GOAL OF THE EXERCISE:
Restate word for word the run of lines that begins at the one containing "Market: KRW-BTC\n\" and ends at the last line of the listing.
### RECORDS FOR THE EXERCISE ###
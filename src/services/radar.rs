//! One detection cycle: fetch → calculate → detect → (maybe) notify.
//!
//! Stateless by construction. A spike that persists across refreshes is
//! alerted on every cycle; suppressing repeats needs a record of the last
//! alert kept outside [`run_cycle`].

use metrics::increment_counter;
use serde::Serialize;
use uuid::Uuid;

use crate::services::{
    market_data::CandleSource,
    notifier::Notifier,
    strategies::{
        surge::{calculate_trends, detect, Detection, Thresholds, TrendRow},
        CandleInterval, Market,
    },
};
use crate::utils::errors::FetchError;

pub const NO_SIGNAL_MESSAGE: &str = "No signal currently meets the thresholds.";

#[derive(Debug, Clone, Copy, PartialEq, Serialize)]
pub struct CycleRequest {
    pub market:     Market,
    pub interval:   CandleInterval,
    pub count:      u16,
    pub thresholds: Thresholds,
}

#[derive(Debug, Clone, PartialEq, Serialize)]
#[serde(tag = "status", rename_all = "snake_case")]
pub enum Delivery {
    NotAttempted,
    Sent,
    Failed { reason: String },
}

#[derive(Debug, Clone, Serialize)]
pub struct CycleReport {
    pub cycle_id:  Uuid,
    pub request:   CycleRequest,
    pub rows:      Vec<TrendRow>,
    pub detection: Detection,
    /// Present only when the detector fired.
    pub alert:     Option<String>,
    pub delivery:  Delivery,
}

impl CycleReport {
    /// Alert text, or the "no signal" notice.
    pub fn status_message(&self) -> &str {
        self.alert.as_deref().unwrap_or(NO_SIGNAL_MESSAGE)
    }
}

/// Alert body pushed to the channel and echoed to the dashboard.
pub fn format_alert(market: Market, row: &TrendRow) -> String {
    let pct = |v: Option<f64>| v.map_or_else(|| "n/a".to_string(), |v| format!("{v:.2}%"));
    format!(
        "Surge signal detected!\n\
         Market: {market}\n\
         Price change: {}\n\
         Volume change: {}\n\
         Current price: {:.2} KRW",
        pct(row.price_change_pct),
        pct(row.volume_change_pct),
        row.trade_price,
    )
}

/// Runs one full cycle. A fetch failure aborts before any calculation;
/// a delivery failure is logged and recorded in the report.
pub async fn run_cycle(
    source: &dyn CandleSource,
    notifier: &dyn Notifier,
    req: &CycleRequest,
) -> Result<CycleReport, FetchError> {
    let cycle_id = Uuid::new_v4();
    let market = req.market.as_str();

    let candles = match source.fetch_candles(req.market, req.interval, req.count).await {
        Ok(c) => c,
        Err(e) => {
            log::error!("cycle {cycle_id}: fetching {market} {} failed: {e}", req.interval);
            increment_counter!("radar_cycles_total", "market" => market, "outcome" => "fetch_error");
            return Err(e);
        }
    };

    let rows = calculate_trends(&candles);
    let detection = detect(&rows, &req.thresholds);
    log::info!(
        "cycle {cycle_id}: {market} {} candles={} fired={}",
        req.interval,
        rows.len(),
        detection.fired
    );

    let (alert, delivery) = match detection.latest {
        Some(latest) if detection.fired => {
            let text = format_alert(req.market, &latest);
            increment_counter!("radar_alerts_total", "market" => market);
            // no cooldown: a sustained spike alerts on every cycle
            log::info!("cycle {cycle_id}: surge on {market}, notifying");

            let delivery = match notifier.send(&text).await {
                Ok(()) => Delivery::Sent,
                Err(e) => {
                    log::warn!("cycle {cycle_id}: alert delivery failed: {e}");
                    increment_counter!("radar_delivery_failures_total", "market" => market);
                    Delivery::Failed {
                        reason: e.to_string(),
                    }
                }
            };
            (Some(text), delivery)
        }
        _ => (None, Delivery::NotAttempted),
    };

    increment_counter!("radar_cycles_total", "market" => market, "outcome" => "ok");

    Ok(CycleReport {
        cycle_id,
        request: *req,
        rows,
        detection,
        alert,
        delivery,
    })
}

#[cfg(test)]
mod tests {
    use super::*;
    use chrono::NaiveDate;

    #[test]
    fn alert_text_layout() {
        let row = TrendRow {
            timestamp: NaiveDate::from_ymd_opt(2024, 11, 29)
                .unwrap()
                .and_hms_opt(10, 30, 0)
                .unwrap(),
            trade_price: 160.0,
            accumulated_volume: 41.0,
            volume_change_pct: Some(310.0),
            price_change_pct: Some(60.0),
        };
        assert_eq!(
            format_alert(Market::KrwBtc, &row),
            "Surge signal detected!\n\
             Market: KRW-BTC\n\
             Price change: 60.00%\n\
             Volume change: 310.00%\n\
             Current price: 160.00 KRW"
        );
    }

    #[test]
    fn delivery_serialises_with_status_tag() {
        let v = serde_json::to_value(Delivery::Failed { reason: "x".into() }).unwrap();
        assert_eq!(v, serde_json::json!({"status": "failed", "reason": "x"}));
        let v = serde_json::to_value(Delivery::NotAttempted).unwrap();
        assert_eq!(v, serde_json::json!({"status": "not_attempted"}));
    }
}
###
TASK SOLUTION:
             Market: KRW-BTC\n\
             Price change: 60.00%\n\
             Volume change: 310.00%\n\
             Current price: 160.00 KRW"
        );
    }

    #[test]
    fn delivery_serialises_with_status_tag() {
        let v = serde_json::to_value(Delivery::Failed { reason: "x".into() }).unwrap();
        assert_eq!(v, serde_json::json!({"status": "failed", "reason": "x"}));
        let v = serde_json::to_value(Delivery::NotAttempted).unwrap();
        assert_eq!(v, serde_json::json!({"status": "not_attempted"}));
    }
}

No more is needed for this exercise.